Gandi ile İmam Muhammed Abduh arasında: Tolstoy

Lev Tolstoy. (AFP)
Lev Tolstoy. (AFP)
TT

Gandi ile İmam Muhammed Abduh arasında: Tolstoy

Lev Tolstoy. (AFP)
Lev Tolstoy. (AFP)

Paul Chaoul

Çocukluğumdan, okumaya başladığım ilk günden beri Rus edebiyatına aşık oldum. Şiirde Puşkin (Rusya'nın Shakespeare'i), romanda Tolstoy, Dostoyevski ve Gogol, tiyatroda ise Çehov ile tanıştım. Dostoyevski'nin hayatı, çelişkileri ve tuhaflığıyla yakından ilgileniyorsam da Tolstoy'un hayatıyla hiç ilgilenmemiştim. Ancak hayatını araştırdığımda, medeniyetler hakkındaki derin görüşleri, sürekli huzur ve sosyal reform arayışı, her şeyden önce şiddetsizliğin ve hoşgörünün savunucusu olarak temsil ettiği diğer tarafını şaşkınlıkla keşfettim. Ayrıca, ‘Hz. Muhammed' (Hz. Muhammed’in Yönetimi) adlı bir kitabını keşfetmem de beni çok şaşırttı. Bununla da bitmedi. Dünyanın diğer köşesinde, yani Çin ve Hindistan'da, büyük Çinli şair Lao Tzu üzerindeki etkisi ve aralarında derin bir bağ bulunan Gandi üzerindeki etkisi yoluyla etkisi ve nüfuzu derinleşti. Gandi'nin etkilendiği, hatta inanç ve fikirlerini değiştirdiği bilimsel ve felsefi bir ilişki ortaya çıktı.

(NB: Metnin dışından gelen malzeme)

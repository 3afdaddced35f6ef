//! Parallel fan-out of independent generation units under one parent thread.

pub mod orchestrator;
pub mod types;

pub use orchestrator::{FanOutError, FanOutOrchestrator};
pub use types::{
    FanOutEvent, FanOutReport, FanOutRequest, FanOutStatus, FanOutUnit, UnitError, UnitInput,
    UnitResult,
};
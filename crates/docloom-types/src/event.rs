//! Progress event types for the docloom progress bus.
//!
//! `ProgressEvent` is ephemeral: it is never persisted and exists only to
//! drive live observers of one execution.

use std::fmt;

use chrono::{DateTime, Utc};
use serde::{Deserialize, Serialize};
use uuid::Uuid;

/// Lifecycle notifications emitted during an execution or fan-out.
#[derive(Debug, Clone, Copy, PartialEq, Eq, Hash, Serialize, Deserialize)]
#[serde(rename_all = "snake_case")]
pub enum ProgressEventType {
    /// Synthetic event delivered to a new subscriber.
    Connected,
    ExecutionStarted,
    StepStarted,
    StepCompleted,
    StepFailed,
    ClarificationNeeded,
    ExecutionCompleted,
    ExecutionFailed,
    ExecutionCancelled,
    /// One fan-out unit finished successfully.
    UnitComplete,
    /// One fan-out unit failed.
    UnitError,
}

impl ProgressEventType {
    pub fn as_str(self) -> &'static str {
        match self {
            ProgressEventType::Connected => "connected",
            ProgressEventType::ExecutionStarted => "execution_started",
            ProgressEventType::StepStarted => "step_started",
            ProgressEventType::StepCompleted => "step_completed",
            ProgressEventType::StepFailed => "step_failed",
            ProgressEventType::ClarificationNeeded => "clarification_needed",
            ProgressEventType::ExecutionCompleted => "execution_completed",
            ProgressEventType::ExecutionFailed => "execution_failed",
            ProgressEventType::ExecutionCancelled => "execution_cancelled",
            ProgressEventType::UnitComplete => "unit_complete",
            ProgressEventType::UnitError => "unit_error",
        }
    }

    /// Observers close their stream after a terminal event.
    pub fn is_terminal(self) -> bool {
        matches!(
            self,
            ProgressEventType::ExecutionCompleted
                | ProgressEventType::ExecutionFailed
                | ProgressEventType::ExecutionCancelled
        )
    }
}

impl fmt::Display for ProgressEventType {
    fn fmt(&self, f: &mut fmt::Formatter<'_>) -> fmt::Result {
        f.write_str(self.as_str())
    }
}

/// A single progress notification.
#[derive(Debug, Clone, Serialize, Deserialize)]
pub struct ProgressEvent {
    pub event_type: ProgressEventType,
    pub execution_id: Uuid,
    #[serde(default)]
    pub step_id: Option<String>,
    #[serde(default)]
    pub data: serde_json::Value,
    pub timestamp: DateTime<Utc>,
}

impl ProgressEvent {
    pub fn new(event_type: ProgressEventType, execution_id: Uuid) -> Self {
        Self {
            event_type,
            execution_id,
            step_id: None,
            data: serde_json::Value::Object(serde_json::Map::new()),
            timestamp: Utc::now(),
        }
    }

    pub fn with_step(mut self, step_id: impl Into<String>) -> Self {
        self.step_id = Some(step_id.into());
        self
    }

    pub fn with_data(mut self, data: serde_json::Value) -> Self {
        self.data = data;
        self
    }

    /// Render as a server-sent-events frame: `event: <type>\ndata: <json>\n\n`.
    pub fn to_sse_frame(&self) -> String {
        let data = serde_json::to_string(self).unwrap_or_else(|_| "{}".to_string());
        format!("event: {}\ndata: {}\n\n", self.event_type, data)
    }
}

Gandi, Tolstoy'dan çok etkilendi. Tolstoy, Gandi için bir idoldü. Gandi, Tolstoy’un ‘Tanrı'nın Egemenliği İçinizdedir’ adlı kitabını okuduktan sonra, 1909 yılının ekim ayında ona ilk mektubunu gönderdi. Bu mektuplaşma, Tolstoy'un 1910 yılında ölümüne devam etti.

Tolstoy şöyle yazdı:

"Şiddetsizlik, çarpıtılmış, yalanlarla öğrenilen sevgiden başka bir şey değildir."

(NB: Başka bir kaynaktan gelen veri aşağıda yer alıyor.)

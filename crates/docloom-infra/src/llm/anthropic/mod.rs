//! Anthropic Claude provider for the Messages API (`/v1/messages`).

pub mod client;
pub mod types;

pub use client::AnthropicProvider;
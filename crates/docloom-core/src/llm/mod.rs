//! LLM provider abstractions for docloom.
//!
//! - `LlmProvider`: native async trait for concrete provider implementations
//! - `BoxLlmProvider`: object-safe wrapper for runtime provider selection
//! - `retry`: bounded retry with exponential backoff and structured exhaustion errors

pub mod box_provider;
pub mod provider;
pub mod retry;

Tolstoy'un kitabı, Gandi’de bir bilinç uyandırdı ve Bhagavad-Gita, İncilleri ve özellikle Mesih'in ‘Dağdaki Vaaz’ını yeniden okuması için sağlam bir temel sağladı.

Gandi, 1932 yılında şöyle dedi:

"Tolstoy, benim daha önceden ancak belirsiz bir şekilde bildiğim inancımı pekiştirdi. Tolstoy'un ortaya koyduğu temeller üzerinde çalıştım ve ona sadık bir öğrenci olarak, bana verdiği şeylere ekledim."

Bence Tolstoy'un Gandi'ye verdiği en büyük ders, onun gerçek deneyiminin, mutlak gerçeğe sahip olduğu yönündeki her iddianın tamamen reddedilmesiyle birlikte, bir sevgi ve hoşgörü eylemi olarak kendini göstermesidir.

Gerçeğin her birimize farklı bir şekilde geldiğine dair bu basit fikir bundan kaynaklanıyor. Gandi'nin yazdığı gibi, altın kural diğerinin hakikatine karşılıklı hoşgörüdür çünkü hepimiz aynı fikirlere sahip değiliz ve hakikati yalnızca parçalı bir şekilde ve farklı açılardan görüyoruz.

Bu açık felsefe, Martin Luther King, Abdulgaffar Han, Mandela, Dalai Lama ve Gandi'ye hayran olan Vaclav Havel gibi birçok aktivist ve yazara ilham verdi. Gandi'nin öğretileri, Sorel, Fanon, büyük düşünür Žižek ve Thomas Mann gibi birçok entelektüel tarafından da benimsendi. Ayrıca, şiddeti ve şiddet yanlısı grupları ele almak için ‘şiddetsizlik’ sloganını benimseyen dünyanın dört bir yanındaki hareketler de Gandi'den etkilenmiştir.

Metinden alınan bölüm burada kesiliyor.